_WHAT THE TASK REQUIRES_.
After finding the line containing "let payload = if" below, please output that line and each following one through the line containing "let mut truncated", exactly as written.

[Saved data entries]
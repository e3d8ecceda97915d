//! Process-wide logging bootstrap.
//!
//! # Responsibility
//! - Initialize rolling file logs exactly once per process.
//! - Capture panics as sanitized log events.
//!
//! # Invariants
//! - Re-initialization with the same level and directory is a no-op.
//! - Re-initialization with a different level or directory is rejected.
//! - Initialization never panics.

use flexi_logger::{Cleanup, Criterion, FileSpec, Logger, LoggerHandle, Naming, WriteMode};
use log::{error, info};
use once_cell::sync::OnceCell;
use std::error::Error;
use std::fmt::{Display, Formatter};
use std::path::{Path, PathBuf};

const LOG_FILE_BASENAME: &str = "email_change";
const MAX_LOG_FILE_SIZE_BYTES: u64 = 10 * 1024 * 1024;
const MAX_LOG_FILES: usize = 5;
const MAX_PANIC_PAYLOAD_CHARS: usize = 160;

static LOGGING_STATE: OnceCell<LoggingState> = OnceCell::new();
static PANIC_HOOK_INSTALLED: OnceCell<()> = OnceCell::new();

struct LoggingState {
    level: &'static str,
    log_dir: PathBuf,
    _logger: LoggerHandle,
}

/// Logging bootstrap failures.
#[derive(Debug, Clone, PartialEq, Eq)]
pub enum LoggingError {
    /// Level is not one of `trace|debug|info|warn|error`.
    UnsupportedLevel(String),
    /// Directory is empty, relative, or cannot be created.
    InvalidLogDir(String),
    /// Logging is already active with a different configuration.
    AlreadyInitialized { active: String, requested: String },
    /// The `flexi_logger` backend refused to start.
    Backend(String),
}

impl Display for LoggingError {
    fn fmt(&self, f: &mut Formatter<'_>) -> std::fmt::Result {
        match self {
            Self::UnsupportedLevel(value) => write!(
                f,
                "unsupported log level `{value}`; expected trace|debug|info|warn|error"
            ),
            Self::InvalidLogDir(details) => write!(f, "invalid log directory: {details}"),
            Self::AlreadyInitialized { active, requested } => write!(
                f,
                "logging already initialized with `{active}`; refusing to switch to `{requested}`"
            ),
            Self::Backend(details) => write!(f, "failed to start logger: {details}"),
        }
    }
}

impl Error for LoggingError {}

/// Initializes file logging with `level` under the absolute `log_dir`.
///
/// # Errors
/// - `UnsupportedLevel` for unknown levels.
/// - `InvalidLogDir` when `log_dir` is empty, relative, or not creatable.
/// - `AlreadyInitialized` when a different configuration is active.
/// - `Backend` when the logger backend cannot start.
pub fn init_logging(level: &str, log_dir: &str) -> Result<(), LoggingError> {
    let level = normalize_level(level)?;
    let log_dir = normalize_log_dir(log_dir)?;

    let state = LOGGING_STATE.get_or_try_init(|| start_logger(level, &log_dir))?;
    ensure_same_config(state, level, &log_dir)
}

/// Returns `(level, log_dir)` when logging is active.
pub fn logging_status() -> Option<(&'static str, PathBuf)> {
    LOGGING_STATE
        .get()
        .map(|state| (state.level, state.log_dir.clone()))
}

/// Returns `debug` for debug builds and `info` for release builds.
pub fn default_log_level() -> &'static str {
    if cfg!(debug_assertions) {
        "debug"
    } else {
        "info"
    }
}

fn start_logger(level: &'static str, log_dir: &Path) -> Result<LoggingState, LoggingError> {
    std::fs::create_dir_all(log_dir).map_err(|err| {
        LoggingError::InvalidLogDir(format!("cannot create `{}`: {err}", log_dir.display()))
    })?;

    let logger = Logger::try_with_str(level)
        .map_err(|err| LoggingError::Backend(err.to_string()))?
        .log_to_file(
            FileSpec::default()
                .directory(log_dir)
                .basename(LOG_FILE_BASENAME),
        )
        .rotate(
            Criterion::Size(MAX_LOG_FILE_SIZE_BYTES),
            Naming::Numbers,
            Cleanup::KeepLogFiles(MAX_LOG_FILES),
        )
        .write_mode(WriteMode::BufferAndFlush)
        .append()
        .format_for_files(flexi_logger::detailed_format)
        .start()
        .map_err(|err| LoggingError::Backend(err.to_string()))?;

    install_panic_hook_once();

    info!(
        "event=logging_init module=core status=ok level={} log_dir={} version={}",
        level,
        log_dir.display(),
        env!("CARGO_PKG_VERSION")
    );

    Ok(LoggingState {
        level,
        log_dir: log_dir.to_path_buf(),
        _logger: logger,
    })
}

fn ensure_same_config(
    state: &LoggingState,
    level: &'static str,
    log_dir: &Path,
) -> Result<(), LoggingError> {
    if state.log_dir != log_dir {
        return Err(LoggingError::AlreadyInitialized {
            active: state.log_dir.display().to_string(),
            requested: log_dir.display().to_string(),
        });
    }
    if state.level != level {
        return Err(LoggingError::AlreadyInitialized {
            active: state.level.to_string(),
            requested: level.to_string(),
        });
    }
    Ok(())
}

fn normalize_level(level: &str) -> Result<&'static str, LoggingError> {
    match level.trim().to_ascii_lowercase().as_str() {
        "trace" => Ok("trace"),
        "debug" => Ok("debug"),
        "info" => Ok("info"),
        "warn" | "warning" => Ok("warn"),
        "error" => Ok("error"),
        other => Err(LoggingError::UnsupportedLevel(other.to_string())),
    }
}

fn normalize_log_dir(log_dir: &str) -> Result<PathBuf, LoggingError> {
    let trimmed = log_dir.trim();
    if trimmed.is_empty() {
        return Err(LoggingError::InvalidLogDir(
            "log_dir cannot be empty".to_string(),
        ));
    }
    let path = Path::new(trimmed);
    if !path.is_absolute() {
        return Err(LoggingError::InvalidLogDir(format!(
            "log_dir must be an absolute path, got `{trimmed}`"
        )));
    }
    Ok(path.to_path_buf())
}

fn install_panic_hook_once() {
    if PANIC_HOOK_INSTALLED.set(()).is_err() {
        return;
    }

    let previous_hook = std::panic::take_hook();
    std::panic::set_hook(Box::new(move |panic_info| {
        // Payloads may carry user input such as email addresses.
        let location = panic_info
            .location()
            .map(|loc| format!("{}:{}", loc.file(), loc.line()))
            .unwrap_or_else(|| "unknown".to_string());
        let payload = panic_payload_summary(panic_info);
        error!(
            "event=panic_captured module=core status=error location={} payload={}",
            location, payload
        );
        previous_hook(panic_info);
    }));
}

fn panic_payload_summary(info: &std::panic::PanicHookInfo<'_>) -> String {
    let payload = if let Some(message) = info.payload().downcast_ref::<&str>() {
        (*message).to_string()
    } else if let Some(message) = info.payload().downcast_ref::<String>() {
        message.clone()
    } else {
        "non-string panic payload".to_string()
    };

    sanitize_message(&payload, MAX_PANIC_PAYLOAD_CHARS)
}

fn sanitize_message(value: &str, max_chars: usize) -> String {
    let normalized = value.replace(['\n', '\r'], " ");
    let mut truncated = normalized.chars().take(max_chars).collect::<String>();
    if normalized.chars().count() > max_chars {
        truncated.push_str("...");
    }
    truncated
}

_WRITTEN ANSWER_.
    let payload = if let Some(message) = info.payload().downcast_ref::<&str>() {
        (*message).to_string()
    } else if let Some(message) = info.payload().downcast_ref::<String>() {
        message.clone()
    } else {
        "non-string panic payload".to_string()
    };

    sanitize_message(&payload, MAX_PANIC_PAYLOAD_CHARS)
}

fn sanitize_message(value: &str, max_chars: usize) -> String {
    let normalized = value.replace(['\n', '\r'], " ");
    let mut truncated = normalized.chars().take(max_chars).collect::<String>();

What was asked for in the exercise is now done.